▶ [Work to complete] Check the records below line by line for the string "push". Give the number of lines that contain it and nothing else.

====== Listed entries ======

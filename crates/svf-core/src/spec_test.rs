use super::*;

fn table(name: &str, deps: &[&str]) -> TableSpec {
    TableSpec {
        name: name.to_string(),
        source_query: format!(r#"SELECT * FROM bronze."{name}""#),
        primary_key: "id".to_string(),
        rules: vec![QualityRule::new(r#""id" IS NULL"#, "Missing ID")],
        depends_on: deps.iter().map(|d| d.to_string()).collect(),
    }
}

fn pipeline(tables: Vec<TableSpec>) -> PipelineSpec {
    PipelineSpec {
        name: "test".to_string(),
        tables,
    }
}

#[test]
fn test_valid_pipeline() {
    let spec = pipeline(vec![
        table("customers", &[]),
        table("orders", &["customers"]),
    ]);
    spec.validate().unwrap();
    assert_eq!(spec.table_names(), vec!["customers", "orders"]);
}

#[test]
fn test_empty_primary_key_rejected() {
    let mut t = table("customers", &[]);
    t.primary_key = "  ".to_string();
    let err = pipeline(vec![t]).validate().unwrap_err();
    assert!(matches!(err, CoreError::InvalidSpec { .. }));
}

#[test]
fn test_empty_rule_reason_rejected() {
    let mut t = table("customers", &[]);
    t.rules.push(QualityRule::new(r#""email" NOT LIKE '%@%'"#, ""));
    let err = pipeline(vec![t]).validate().unwrap_err();
    assert!(matches!(err, CoreError::InvalidSpec { .. }));
}

#[test]
fn test_duplicate_table_rejected() {
    let err = pipeline(vec![table("orders", &[]), table("orders", &[])])
        .validate()
        .unwrap_err();
    assert!(matches!(err, CoreError::DuplicateTable { .. }));
}

#[test]
fn test_unknown_dependency_rejected() {
    let err = pipeline(vec![table("orders", &["customers"])])
        .validate()
        .unwrap_err();
    assert!(matches!(err, CoreError::UnknownDependency { .. }));
}

#[test]
fn test_dependency_scheduled_after_dependent_rejected() {
    let err = pipeline(vec![
        table("orders", &["customers"]),
        table("customers", &[]),
    ])
    .validate()
    .unwrap_err();
    assert!(matches!(err, CoreError::OrderViolation { .. }));
}

#[test]
fn test_yaml_round_trip() {
    let yaml = r#"
name: food_delivery
tables:
  - name: customers
    source_query: SELECT * FROM bronze."Customers"
    primary_key: Customer_id
    rules:
      - predicate: '"Customer_id" IS NULL'
        reason: Missing Customer ID
  - name: orders
    source_query: SELECT * FROM bronze."Orders"
    primary_key: Order_id
    depends_on: [customers]
"#;
    let spec: PipelineSpec = serde_yaml::from_str(yaml).unwrap();
    spec.validate().unwrap();
    assert_eq!(spec.tables.len(), 2);
    assert_eq!(spec.tables[0].rules[0].reason, "Missing Customer ID");
    assert_eq!(spec.tables[1].depends_on, vec!["customers".to_string()]);
}

#[test]
fn test_unknown_yaml_field_rejected() {
    let yaml = r#"
name: food_delivery
tables:
  - name: customers
    source_query: SELECT 1
    primary_key: id
    sourceQuery: nope
"#;
    assert!(serde_yaml::from_str::<PipelineSpec>(yaml).is_err());
}

#[test]
fn test_load_missing_file() {
    let err = PipelineSpec::load(std::path::Path::new("/nonexistent/pipeline.yml")).unwrap_err();
    assert!(matches!(err, CoreError::SpecNotFound { .. }));
}

#[test]
fn test_load_from_file() {
    let dir = tempfile::tempdir().unwrap();
    let path = dir.path().join("pipeline.yml");
    std::fs::write(
        &path,
        r#"
name: mini
tables:
  - name: customers
    source_query: SELECT 1 AS id
    primary_key: id
"#,
    )
    .unwrap();

    let spec = PipelineSpec::load(&path).unwrap();
    assert_eq!(spec.name, "mini");
    assert_eq!(spec.tables.len(), 1);
}
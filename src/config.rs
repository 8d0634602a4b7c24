use std::{env, net::SocketAddr};

use crate::error::AppError;

#[derive(Debug, Clone)]
pub struct AppConfig {
    pub database_url: String,
    pub listen_addr: SocketAddr,
}

impl AppConfig {
    pub fn from_env() -> Result<Self, AppError> {
        let database_url =
            env::var("DATABASE_URL").unwrap_or_else(|_| "sqlite://train.db".to_string());
        let listen_addr: SocketAddr = env::var("APP_LISTEN_ADDR")
            .unwrap_or_else(|_| "0.0.0.0:8000".to_string())
            .parse()
            .map_err(|err| AppError::Config(format!("invalid APP_LISTEN_ADDR: {err}")))?;

        Ok(Self {
            database_url,
            listen_addr,
        })
    }
}
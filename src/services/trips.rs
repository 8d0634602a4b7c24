use std::time::Duration;

use chrono::Utc;
use sqlx::{QueryBuilder, Sqlite};
use tokio::time::timeout;
use tracing::debug;

use crate::{db::DbPool, error::AppError, models::trip::TrainTrip};

/// Upper bound for a single statement, including waiting for a connection.
pub const QUERY_TIMEOUT: Duration = Duration::from_secs(3);

const SELECT_TRIPS: &str = r#"SELECT trip_Id, train_No, train_Type_Name_Th, origin_Station_No,
       dest_Station_No, trip_Date, origin_Time, dest_Time, total_Distance
FROM train_trip"#;

const INSERT_TRIP: &str = r#"INSERT INTO train_trip
    (trip_Id, train_No, train_Type_Name_Th, origin_Station_No, dest_Station_No,
     trip_Date, origin_Time, dest_Time, total_Distance, create_date, update_date)
VALUES (?, ?, ?, ?, ?, ?, ?, ?, ?, ?, ?)"#;

const UPDATE_TRIP: &str = r#"UPDATE train_trip
SET train_No = ?,
    train_Type_Name_Th = ?,
    origin_Station_No = ?,
    dest_Station_No = ?,
    trip_Date = ?,
    origin_Time = ?,
    dest_Time = ?,
    total_Distance = ?,
    update_date = ?
WHERE trip_Id = ?"#;

/// Data access for the `train_trip` table. Cheap to clone; all clones share
/// the same pool.
#[derive(Clone)]
pub struct TripRepository {
    pool: DbPool,
    deadline: Duration,
}

impl TripRepository {
    pub fn new(pool: DbPool) -> Self {
        Self::with_deadline(pool, QUERY_TIMEOUT)
    }

    /// Same as [`TripRepository::new`] with a custom per-statement deadline.
    pub fn with_deadline(pool: DbPool, deadline: Duration) -> Self {
        Self { pool, deadline }
    }

    /// Returns every trip, or only those whose identifier equals `trip_id`.
    /// Rows come back in whatever order the store yields them.
    pub async fn fetch(&self, trip_id: Option<&str>) -> Result<Vec<TrainTrip>, AppError> {
        let mut query = QueryBuilder::<Sqlite>::new(SELECT_TRIPS);
        if let Some(trip_id) = trip_id {
            query.push(" WHERE trip_Id = ").push_bind(trip_id);
        }

        let trips = timeout(
            self.deadline,
            query.build_query_as::<TrainTrip>().fetch_all(&self.pool),
        )
        .await??;
        debug!(filter = ?trip_id, count = trips.len(), "fetched trips");
        Ok(trips)
    }

    /// Stores a new trip, stamping both timestamps, and returns the row id the
    /// store assigned to it.
    pub async fn insert(&self, trip: &TrainTrip) -> Result<i64, AppError> {
        let now = Utc::now();
        let result = timeout(
            self.deadline,
            sqlx::query(INSERT_TRIP)
                .bind(&trip.trip_id)
                .bind(&trip.train_no)
                .bind(&trip.train_type_name_th)
                .bind(&trip.origin_station_no)
                .bind(&trip.dest_station_no)
                .bind(&trip.trip_date)
                .bind(&trip.origin_time)
                .bind(&trip.dest_time)
                .bind(&trip.total_distance)
                .bind(now)
                .bind(now)
                .execute(&self.pool),
        )
        .await??;
        Ok(result.last_insert_rowid())
    }

    /// Overwrites every field but the identifier and restamps `update_date`.
    /// Returns the number of rows the statement touched; zero means the trip
    /// does not exist.
    pub async fn update(&self, trip: &TrainTrip) -> Result<u64, AppError> {
        let result = timeout(
            self.deadline,
            sqlx::query(UPDATE_TRIP)
                .bind(&trip.train_no)
                .bind(&trip.train_type_name_th)
                .bind(&trip.origin_station_no)
                .bind(&trip.dest_station_no)
                .bind(&trip.trip_date)
                .bind(&trip.origin_time)
                .bind(&trip.dest_time)
                .bind(&trip.total_distance)
                .bind(Utc::now())
                .bind(&trip.trip_id)
                .execute(&self.pool),
        )
        .await??;
        Ok(result.rows_affected())
    }
}
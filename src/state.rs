use crate::{config::AppConfig, db::DbPool, services::trips::TripRepository};

#[derive(Clone)]
pub struct AppState {
    pub config: AppConfig,
    pub trips: TripRepository,
}

impl AppState {
    pub fn new(config: AppConfig, db: DbPool) -> Self {
        Self::with_repository(config, TripRepository::new(db))
    }

    pub fn with_repository(config: AppConfig, trips: TripRepository) -> Self {
        Self { config, trips }
    }
}
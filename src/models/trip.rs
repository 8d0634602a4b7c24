use serde::{Deserialize, Serialize};
use sqlx::FromRow;

/// One scheduled train journey. Every field travels as text, including the
/// dates, times and distance.
///
/// Fields missing from a request body decode as empty strings.
#[derive(Debug, Clone, Default, PartialEq, Eq, Serialize, Deserialize, FromRow)]
#[serde(default)]
pub struct TrainTrip {
    #[serde(rename = "trip_Id")]
    #[sqlx(rename = "trip_Id")]
    pub trip_id: String,
    #[serde(rename = "train_No")]
    #[sqlx(rename = "train_No")]
    pub train_no: String,
    #[serde(rename = "train_Type_Name_Th")]
    #[sqlx(rename = "train_Type_Name_Th")]
    pub train_type_name_th: String,
    #[serde(rename = "origin_Station_No")]
    #[sqlx(rename = "origin_Station_No")]
    pub origin_station_no: String,
    #[serde(rename = "dest_Station_No")]
    #[sqlx(rename = "dest_Station_No")]
    pub dest_station_no: String,
    #[serde(rename = "trip_Date")]
    #[sqlx(rename = "trip_Date")]
    pub trip_date: String,
    #[serde(rename = "origin_Time")]
    #[sqlx(rename = "origin_Time")]
    pub origin_time: String,
    #[serde(rename = "dest_Time")]
    #[sqlx(rename = "dest_Time")]
    pub dest_time: String,
    #[serde(rename = "total_Distance")]
    #[sqlx(rename = "total_Distance")]
    pub total_distance: String,
}

/// Body of a successful create.
#[derive(Debug, Clone, Copy, Serialize, Deserialize)]
pub struct CreatedTrip {
    pub trip_id: i64,
}

#[derive(Debug, Clone, Serialize, Deserialize)]
pub struct Message {
    pub message: String,
}

#[cfg(test)]
mod tests {
    use super::*;

    #[test]
    fn uses_wire_field_names() {
        let raw = r#"{"trip_Id":"T1","train_No":"101","train_Type_Name_Th":"ด่วน","origin_Station_No":"A","dest_Station_No":"B","trip_Date":"2024-01-01","origin_Time":"08:00","dest_Time":"10:00","total_Distance":"150"}"#;
        let trip: TrainTrip = serde_json::from_str(raw).expect("decode trip");
        assert_eq!(trip.trip_id, "T1");
        assert_eq!(trip.train_type_name_th, "ด่วน");
        assert_eq!(trip.total_distance, "150");

        let value = serde_json::to_value(&trip).expect("encode trip");
        assert_eq!(value["origin_Station_No"], "A");
        assert_eq!(value.as_object().map(|o| o.len()), Some(9));
    }

    #[test]
    fn missing_fields_default_to_empty() {
        let trip: TrainTrip = serde_json::from_str(r#"{"trip_Id":"T9"}"#).expect("decode");
        assert_eq!(trip.trip_id, "T9");
        assert!(trip.train_no.is_empty());
    }
}
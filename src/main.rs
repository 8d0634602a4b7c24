use tokio::net::TcpListener;
use tracing::{error, info};
use train_trips::config::AppConfig;
use train_trips::db::{init_pool, run_migrations};
use train_trips::error::AppError;
use train_trips::routes::create_router;
use train_trips::state::AppState;

#[tokio::main]
async fn main() -> Result<(), AppError> {
    dotenvy::dotenv().ok();
    init_logging();

    let config = AppConfig::from_env()?;
    let db = init_pool(&config.database_url)
        .await
        .inspect_err(|err| error!("cannot connect to database: {err}"))?;
    info!("connected to database");

    if let Err(err) = run_migrations(&db).await {
        error!("migration failed: {err:?}");
        return Err(err);
    }

    let state = AppState::new(config.clone(), db);
    let app = create_router(state);

    let listener = TcpListener::bind(config.listen_addr).await?;
    info!("listening on {}", listener.local_addr()?);
    axum::serve(listener, app.into_make_service()).await?;

    Ok(())
}

fn init_logging() {
    use tracing_subscriber::{layer::SubscriberExt, util::SubscriberInitExt};

    let fmt_layer = tracing_subscriber::fmt::layer().with_target(false);
    let filter_layer = tracing_subscriber::EnvFilter::try_from_default_env()
        .unwrap_or_else(|_| "info,train_trips=debug,tower_http=debug".into());

    tracing_subscriber::registry()
        .with(filter_layer)
        .with(fmt_layer)
        .init();
}
use serde::Serialize;

/// Uniform JSON envelope for every endpoint. Failures carry a structured
/// message only; internal errors are logged, not leaked.
#[derive(Serialize, Debug)]
pub struct ApiResponse<T> {
    success: bool,
    #[serde(skip_serializing_if = "Option::is_none")]
    message: Option<String>,
    #[serde(skip_serializing_if = "Option::is_none")]
    data: Option<T>,
    #[serde(skip_serializing_if = "Option::is_none")]
    error: Option<String>,
}

impl<T> ApiResponse<T> {
    pub fn success(data: T) -> Self {
        Self {
            success: true,
            message: None,
            data: Some(data),
            error: None,
        }
    }

    pub fn success_with_message(data: T, message: String) -> Self {
        Self {
            success: true,
            message: Some(message),
            data: Some(data),
            error: None,
        }
    }

    pub fn error(message: String) -> ApiResponse<()> {
        ApiResponse {
            success: false,
            message: None,
            data: None,
            error: Some(message),
        }
    }
}
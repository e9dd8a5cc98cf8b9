use actix_cors::Cors;
use actix_web::{App, HttpServer, web};
use dotenv::dotenv;
use std::sync::Arc;
use tracing::info;
use tracing_subscriber::EnvFilter;

use payguard::config::Settings;
use payguard::database::connection::{establish_pool, run_migrations};
use payguard::routes;
use payguard::services::auth::AuthService;
use payguard::services::gateway::StripeGateway;
use payguard::services::lifecycle::LifecycleEngine;
use payguard::services::storage::LocalDocumentStorage;

#[actix_web::main]
async fn main() -> anyhow::Result<()> {
    dotenv().ok();
    tracing_subscriber::fmt()
        .with_env_filter(
            EnvFilter::try_from_default_env().unwrap_or_else(|_| EnvFilter::new("info")),
        )
        .init();

    let settings = Settings::load()?;

    let pool = establish_pool(&settings.database).await?;
    run_migrations(&pool).await?;

    // Every external client is built once here and injected; nothing is
    // global or re-created per request.
    let auth_service = AuthService::new(settings.auth.jwt_secret.clone());
    let gateway = Arc::new(StripeGateway::new(settings.stripe.clone())?);
    let storage = Arc::new(LocalDocumentStorage::new(&settings.upload.dir).await?);

    let engine = web::Data::new(LifecycleEngine::new(
        Arc::new(pool.clone()),
        Arc::new(pool.clone()),
        gateway,
        storage,
        settings.upload.clone(),
    ));

    let bind_addr = (settings.server.host.clone(), settings.server.port);
    info!("Starting server on {}:{}", bind_addr.0, bind_addr.1);

    let settings_data = web::Data::new(settings);
    let pool_data = web::Data::new(pool);
    let auth_data = web::Data::new(auth_service);

    HttpServer::new(move || {
        App::new()
            .wrap(Cors::permissive())
            .app_data(pool_data.clone())
            .app_data(auth_data.clone())
            .app_data(settings_data.clone())
            .app_data(engine.clone())
            .service(web::scope("/api").configure(routes::api::scoped_config))
    })
    .bind(bind_addr)?
    .run()
    .await?;

    Ok(())
}
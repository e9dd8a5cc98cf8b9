use serde::Deserialize;

use crate::models::document::DocumentStatus;

#[derive(Debug, Deserialize)]
pub struct UpdateDocumentStatusRequest {
    pub status: DocumentStatus,
    pub feedback: Option<String>,
}
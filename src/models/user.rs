use crate::database::connection::DbPool;
use bcrypt::{DEFAULT_COST, hash, verify};
use chrono::{DateTime, Utc};
use serde::{Deserialize, Serialize};
use sqlx::{FromRow, Type};
use std::str::FromStr;
use uuid::Uuid;

/// Closed role set. Anything else in a token or request body is rejected at
/// the boundary instead of being carried around as a free-form string.
#[derive(Debug, Clone, Copy, Serialize, Deserialize, Type, PartialEq, Eq)]
#[sqlx(type_name = "user_role", rename_all = "lowercase")]
#[serde(rename_all = "lowercase")]
pub enum UserRole {
    User,
    Admin,
}

impl UserRole {
    pub fn is_admin(&self) -> bool {
        matches!(self, UserRole::Admin)
    }
}

impl FromStr for UserRole {
    type Err = ();

    fn from_str(s: &str) -> Result<Self, Self::Err> {
        match s {
            "user" => Ok(UserRole::User),
            "admin" => Ok(UserRole::Admin),
            _ => Err(()),
        }
    }
}

#[derive(Debug, Clone, Serialize, Deserialize, FromRow)]
pub struct User {
    pub id: Uuid,
    pub fullname: String,
    pub email: String,
    #[serde(skip_serializing)]
    pub password_hash: String,
    pub user_role: UserRole,
    pub created_at: DateTime<Utc>,
    pub updated_at: DateTime<Utc>,
}

#[derive(Debug, Clone, Deserialize)]
pub struct CreateUser {
    pub fullname: String,
    pub email: String,
    pub password: String,
    pub user_role: UserRole,
}

impl User {
    pub async fn create(pool: &DbPool, user: CreateUser) -> Result<Self, sqlx::Error> {
        let now = Utc::now();
        let hashed_password =
            hash(user.password.as_bytes(), DEFAULT_COST).map_err(|_| sqlx::Error::RowNotFound)?;

        let user = sqlx::query_as::<_, User>(
            "INSERT INTO users (id, fullname, email, password_hash, user_role, created_at, updated_at)
             VALUES ($1, $2, $3, $4, $5, $6, $7)
             RETURNING *",
        )
        .bind(Uuid::new_v4())
        .bind(user.fullname)
        .bind(user.email)
        .bind(hashed_password)
        .bind(user.user_role)
        .bind(now)
        .bind(now)
        .fetch_one(pool)
        .await?;

        Ok(user)
    }

    pub async fn find_by_email(pool: &DbPool, email: &str) -> Result<Option<Self>, sqlx::Error> {
        let user = sqlx::query_as::<_, User>("SELECT * FROM users WHERE email = $1")
            .bind(email)
            .fetch_optional(pool)
            .await?;

        Ok(user)
    }

    pub async fn find_all(pool: &DbPool) -> Result<Vec<Self>, sqlx::Error> {
        let users = sqlx::query_as::<_, User>("SELECT * FROM users ORDER BY created_at DESC")
            .fetch_all(pool)
            .await?;

        Ok(users)
    }

    pub fn verify_password(&self, password: &str) -> Result<bool, bcrypt::BcryptError> {
        verify(password, &self.password_hash)
    }

    pub async fn authenticate(
        pool: &DbPool,
        email: &str,
        password: &str,
    ) -> Result<Option<Self>, sqlx::Error> {
        if let Some(user) = Self::find_by_email(pool, email).await? {
            if user.verify_password(password).unwrap_or(false) {
                return Ok(Some(user));
            }
        }
        Ok(None)
    }
}

#[cfg(test)]
mod tests {
    use super::*;

    #[test]
    fn role_parses_only_known_values() {
        assert_eq!("user".parse::<UserRole>(), Ok(UserRole::User));
        assert_eq!("admin".parse::<UserRole>(), Ok(UserRole::Admin));
        assert!("superadmin".parse::<UserRole>().is_err());
        assert!("Admin".parse::<UserRole>().is_err());
    }

    #[test]
    fn only_admin_is_admin() {
        assert!(UserRole::Admin.is_admin());
        assert!(!UserRole::User.is_admin());
    }
}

======

▶ [Answer space] 2